Setelah menimbang-nimbang, dan berkali-kali menolak panggilan telepon dari pamannya, Raja mulai memberanikan diri untuk menjawab saja telepon yang membuat dirinya resah.
Pukul 23:15 waktu Indonesia bagian Barat.
Tarik, embus, yang entah itu tarikan napas Bang Raja, entah tarikan asap rokok yang asapnya keluar-masuk dari kedua lubang hidung. Sepertinya memang harus berkata jujur. Mungkin Yoga benar. Yah, kata-kata Yoga saat itu harus ia ikuti.
Nah, para pembaca bingung, kan? Apakah ada dua Yoga? Atau, saya yang begitu menggemari nama Yoga? Oh, mungkin saya pecinta aktivitas yoga? Lantas, apakah jawabannya? Tetap ikutin"Tak Sambat"!
Bang Raja menekan tuts demi tuts layar sentuh ponselnya. Langsung tertera nomor pamannya tersebut. Ronald Pandjaitan. Itu adalah nama pamannya yang berada di dalam ponsel Bang Raja. Nama lengkapnya apa? Tetap simak "Tak Sambat".
"Akhirnya si Bodat ini telepon juga," ujar Amangboru Ronald. "Dasar Bodat kau, Raja!"
Bang Raja hanya cengar-cengir. Mungkin di telinga Amangboru Ronald, suara Raja itu seperti cekikikan, namun tidak seperti suara cekikikan kuntilanak.
"Biang kau!" seru Amangboru Ronald yang lumayan kencang. Sampai-sampai ibunya Raja menghampiri Raja.
Ibunya Raja coba ingin mengambil alih panggilan telepon dari Amangboru Ronald. Raja melarangnya. Ujar Raja pelan, "Biar aku yang handle, Mak. Ini urusan sesama laki-laki. Aku pun sudah dewasa. Ini urusan antara keponakan laki-laki dan amangboru-nya."
"Lomom ma ho!" semprot ibunya yang masih di sekitar Bang Raja.
("Bicarakan saja!")
"Maaphon ahu, Amangboru.
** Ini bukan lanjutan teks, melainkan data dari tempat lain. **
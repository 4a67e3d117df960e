//! habitd configuration types and loading

use chrono::NaiveTime;
use eyre::{Context, Result};
use serde::{Deserialize, Serialize};
use std::fs;
use std::path::{Path, PathBuf};

/// Main habitd configuration
#[derive(Debug, Clone, Default, Serialize, Deserialize)]
#[serde(default)]
pub struct Config {
    /// Text generator configuration
    pub generator: GeneratorConfig,

    /// Weekly planning limits
    pub planning: PlanningConfig,

    /// Storage configuration
    pub storage: StorageConfig,

    /// Daily maintenance sweep configuration
    pub maintenance: MaintenanceConfig,
}

impl Config {
    /// Validate configuration before use
    ///
    /// Degenerate values are rejected here, at load time, so the planner and
    /// scheduler never have to defend against them. Call early in startup.
    pub fn validate(&self) -> Result<()> {
        if std::env::var(&self.generator.api_key_env).is_err() {
            return Err(eyre::eyre!(
                "Generator API key not found. Set the {} environment variable.",
                self.generator.api_key_env
            ));
        }

        if self.planning.max_weekly_tasks == 0 {
            return Err(eyre::eyre!("planning.max-weekly-tasks must be at least 1"));
        }

        self.maintenance
            .sweep_time()
            .wrap_err("maintenance.sweep-time must be HH:MM")?;

        Ok(())
    }

    /// Load configuration with fallback chain
    pub fn load(config_path: Option<&PathBuf>) -> Result<Self> {
        // If explicit config path provided, try to load it
        if let Some(path) = config_path {
            return Self::load_from_file(path).context(format!("Failed to load config from {}", path.display()));
        }

        // Try project-local config: .habitd.yml
        let local_config = PathBuf::from(".habitd.yml");
        if local_config.exists() {
            match Self::load_from_file(&local_config) {
                Ok(config) => return Ok(config),
                Err(e) => {
                    tracing::warn!("Failed to load config from {}: {}", local_config.display(), e);
                }
            }
        }

        // Try user config: ~/.config/habitd/habitd.yml
        if let Some(config_dir) = dirs::config_dir() {
            let user_config = config_dir.join("habitd").join("habitd.yml");
            if user_config.exists() {
                match Self::load_from_file(&user_config) {
                    Ok(config) => return Ok(config),
                    Err(e) => {
                        tracing::warn!("Failed to load config from {}: {}", user_config.display(), e);
                    }
                }
            }
        }

        // No config file found, use defaults
        tracing::info!("No config file found, using defaults");
        Ok(Self::default())
    }

    fn load_from_file<P: AsRef<Path>>(path: P) -> Result<Self> {
        let content = fs::read_to_string(&path).context("Failed to read config file")?;

        let config: Self = serde_yaml::from_str(&content).context("Failed to parse config file")?;

        tracing::info!("Loaded config from: {}", path.as_ref().display());
        Ok(config)
    }
}

/// Text generator configuration
#[derive(Debug, Clone, Serialize, Deserialize)]
#[serde(default)]
pub struct GeneratorConfig {
    /// Provider name (currently only "anthropic" supported)
    pub provider: String,

    /// Model identifier
    pub model: String,

    /// Environment variable containing the API key
    #[serde(rename = "api-key-env")]
    pub api_key_env: String,

    /// API base URL
    #[serde(rename = "base-url")]
    pub base_url: String,

    /// Maximum tokens per response
    #[serde(rename = "max-tokens")]
    pub max_tokens: u32,

    /// Request timeout in milliseconds
    #[serde(rename = "timeout-ms")]
    pub timeout_ms: u64,
}

impl Default for GeneratorConfig {
    fn default() -> Self {
        Self {
            provider: "anthropic".to_string(),
            model: "claude-sonnet-4-20250514".to_string(),
            api_key_env: "ANTHROPIC_API_KEY".to_string(),
            base_url: "https://api.anthropic.com".to_string(),
            max_tokens: 4096,
            timeout_ms: 60_000,
        }
    }
}

/// Weekly planning limits
#[derive(Debug, Clone, Serialize, Deserialize)]
#[serde(default)]
pub struct PlanningConfig {
    /// Hard cap on the number of tasks generated per week
    #[serde(rename = "max-weekly-tasks")]
    pub max_weekly_tasks: u32,
}

impl Default for PlanningConfig {
    fn default() -> Self {
        Self { max_weekly_tasks: 30 }
    }
}

/// Storage configuration
#[derive(Debug, Clone, Serialize, Deserialize)]
#[serde(default)]
pub struct StorageConfig {
    /// Directory holding the weekly plan, history, and users files
    #[serde(rename = "data-dir")]
    pub data_dir: PathBuf,
}

impl StorageConfig {
    /// Path of the account layer's users file (read-only from this core)
    pub fn users_file(&self) -> PathBuf {
        self.data_dir.join("users.json")
    }
}

impl Default for StorageConfig {
    fn default() -> Self {
        // Use XDG data directory (~/.local/share/habitd on Linux)
        let data_dir = dirs::data_dir()
            .map(|d| d.join("habitd"))
            .unwrap_or_else(|| PathBuf::from(".habitd"));

        Self { data_dir }
    }
}

/// Daily maintenance sweep configuration
#[derive(Debug, Clone, Serialize, Deserialize)]
#[serde(default)]
pub struct MaintenanceConfig {
    /// Wall-clock time (server-local, HH:MM) at which the sweep fires
    #[serde(rename = "sweep-time")]
    pub sweep_time: String,
}

impl MaintenanceConfig {
    /// Parse the configured sweep time
    pub fn sweep_time(&self) -> Result<NaiveTime> {
        NaiveTime::parse_from_str(&self.sweep_time, "%H:%M")
            .map_err(|e| eyre::eyre!("invalid sweep-time '{}': {}", self.sweep_time, e))
    }
}

impl Default for MaintenanceConfig {
    fn default() -> Self {
        Self {
            sweep_time: "18:30".to_string(),
        }
    }
}

#[cfg(test)]
mod tests {
    use super::*;

    #[test]
    fn test_default_config() {
        let config = Config::default();

        assert_eq!(config.generator.provider, "anthropic");
        assert_eq!(config.planning.max_weekly_tasks, 30);
        assert_eq!(config.maintenance.sweep_time, "18:30");
    }

    #[test]
    fn test_sweep_time_parses() {
        let config = MaintenanceConfig::default();
        let time = config.sweep_time().unwrap();
        assert_eq!(time, NaiveTime::from_hms_opt(18, 30, 0).unwrap());
    }

    #[test]
    fn test_sweep_time_rejects_garbage() {
        let config = MaintenanceConfig {
            sweep_time: "half past six".to_string(),
        };
        assert!(config.sweep_time().is_err());
    }

    #[test]
    fn test_deserialize_config() {
        let yaml = r#"
generator:
  provider: anthropic
  model: claude-opus-4
  api-key-env: MY_API_KEY
  base-url: https://api.example.com
  max-tokens: 8192
  timeout-ms: 30000

planning:
  max-weekly-tasks: 14

maintenance:
  sweep-time: "21:00"
"#;

        let config: Config = serde_yaml::from_str(yaml).unwrap();

        assert_eq!(config.generator.model, "claude-opus-4");
        assert_eq!(config.generator.api_key_env, "MY_API_KEY");
        assert_eq!(config.generator.timeout_ms, 30000);
        assert_eq!(config.planning.max_weekly_tasks, 14);
        assert_eq!(
            config.maintenance.sweep_time().unwrap(),
            NaiveTime::from_hms_opt(21, 0, 0).unwrap()
        );
    }

    #[test]
    fn test_partial_config_uses_defaults() {
        let yaml = r#"
planning:
  max-weekly-tasks: 7
"#;

        let config: Config = serde_yaml::from_str(yaml).unwrap();

        // Specified value
        assert_eq!(config.planning.max_weekly_tasks, 7);

        // Defaults for unspecified
        assert_eq!(config.generator.provider, "anthropic");
        assert_eq!(config.maintenance.sweep_time, "18:30");
    }

    #[test]
    fn test_users_file_path() {
        let storage = StorageConfig {
            data_dir: PathBuf::from("/data/habitd"),
        };
        assert_eq!(storage.users_file(), PathBuf::from("/data/habitd/users.json"));
    }
}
Asa barani ahu angkat tilpon ho, Amangboru."
("Aku minta maaf, Paman. Baru saja ada keberanian untuk mengangkat telepon.")
Di sana, Amangboru Ronald menghela napas berat. "Lomom ma ho, Raja. Nuaeng jolaskon tu ahu partalian hamu dongan si Grace do i. Muse, Raja, dohot si Grace do?"
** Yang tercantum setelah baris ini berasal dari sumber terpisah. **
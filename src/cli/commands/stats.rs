//! `stats` command

use songplay_core::store::{Store, StoreTarget, open_store};

use crate::cli::error::CliError;
use crate::cli::output::{format_table_counts, to_json};

/// Arguments for the `stats` command
pub struct StatsArgs {
    /// Database to inspect
    pub database: StoreTarget,
    /// Print JSON instead of text
    pub json: bool,
}

/// Handle the `stats` command
pub fn handle_stats(args: &StatsArgs) -> Result<(), CliError> {
    let store = open_store(&args.database)?;
    let counts = store.table_counts()?;

    if args.json {
        println!("{}", to_json(&counts)?);
    } else {
        println!("Database: {} ({})", args.database.display(), store.backend());
        print!("{}", format_table_counts(&counts));
    }

    Ok(())
}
("Bicarakan saja, Raja. Sekarang jelaskan ke aku hubungan kamu dengan si Grace itu.")
Bang Raja mengangguk takut-takut. Dahinya berkeringat. Haruskah ia berkata bahwa ia dan Grace memutuskan untuk berteman saja?
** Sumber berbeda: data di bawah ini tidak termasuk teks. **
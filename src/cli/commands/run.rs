//! `run` command

use std::path::PathBuf;

use tracing::info;

use songplay_core::etl::{EtlConfig, EtlRunner, FileErrorPolicy, LoadMode};
use songplay_core::store::StoreTarget;

use crate::cli::error::CliError;
use crate::cli::output::{format_run_report, to_json};

/// Arguments for the `run` command
///
/// Every `Some` field overrides the matching config value.
#[derive(Debug, Default)]
pub struct RunArgs {
    pub song_data: Option<PathBuf>,
    pub log_data: Option<PathBuf>,
    pub pattern: Option<String>,
    pub database: Option<StoreTarget>,
    pub mode: Option<LoadMode>,
    pub page_size: Option<usize>,
    pub on_file_error: Option<FileErrorPolicy>,
    /// Show progress bars; `None` keeps the config value
    pub progress: Option<bool>,
    /// Do not create missing tables
    pub no_create_tables: bool,
    /// Print the report as JSON
    pub json: bool,
}

impl RunArgs {
    /// Apply these overrides to `config`
    pub fn apply(&self, mut config: EtlConfig) -> EtlConfig {
        if let Some(path) = &self.song_data {
            config = config.with_song_data(path.clone());
        }
        if let Some(path) = &self.log_data {
            config = config.with_log_data(path.clone());
        }
        if let Some(pattern) = &self.pattern {
            config = config.with_pattern(pattern.clone());
        }
        if let Some(database) = &self.database {
            config = config.with_database(database.clone());
        }
        if let Some(mode) = self.mode {
            config = config.with_mode(mode);
        }
        if let Some(page_size) = self.page_size {
            config = config.with_page_size(page_size);
        }
        if let Some(policy) = self.on_file_error {
            config = config.with_on_file_error(policy);
        }
        if let Some(progress) = self.progress {
            config = config.with_progress(progress);
        }
        if self.no_create_tables {
            config = config.with_create_tables(false);
        }
        config
    }
}

/// Handle the `run` command
pub fn handle_run(config: EtlConfig, args: &RunArgs) -> Result<(), CliError> {
    let config = args.apply(config);
    let runner = EtlRunner::new(config)?;

    info!(
        run_id = runner.run_id(),
        song_data = %runner.config().song_data.display(),
        log_data = %runner.config().log_data.display(),
        "Loading"
    );

    let report = runner.run()?;

    if args.json {
        println!("{}", to_json(&report)?);
    } else {
        print!("{}", format_run_report(&report));
    }

    Ok(())
}

#[cfg(test)]
mod tests {
    use super::*;

    #[test]
    fn test_overrides_apply_on_top_of_config() {
        let config = EtlConfig::new()
            .with_mode(LoadMode::Batched)
            .with_page_size(50);
        let args = RunArgs {
            log_data: Some(PathBuf::from("events")),
            database: Some(StoreTarget::Memory),
            page_size: Some(500),
            no_create_tables: true,
            ..RunArgs::default()
        };

        let config = args.apply(config);
        assert_eq!(config.log_data, PathBuf::from("events"));
        assert_eq!(config.song_data, PathBuf::from("data/song_data"));
        assert_eq!(config.database, StoreTarget::Memory);
        assert_eq!(config.mode, LoadMode::Batched);
        assert_eq!(config.page_size, 500);
        assert!(!config.create_tables);
    }

    #[test]
    fn test_invalid_override_is_rejected() {
        let args = RunArgs {
            page_size: Some(0),
            ..RunArgs::default()
        };
        let result = handle_run(EtlConfig::new(), &args);
        assert!(matches!(result, Err(CliError::Etl(_))));
    }
}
Di dekat Bang Raja, ibunya berkata pelan (yang lebih mirip orang berbisik), "Omongkan saja, Raja. Anggo hamu borat buat omongkan itu ke si Ronald, asa Mamak yang omong. Sini, kemarikan talipon-nya."
("Bicarakan saja Raja. Kalau kamu berat untuk membicarakan itu ke si Ronald, biarkan Mamak yang bicara. Sini, kemarikan teleponnya.")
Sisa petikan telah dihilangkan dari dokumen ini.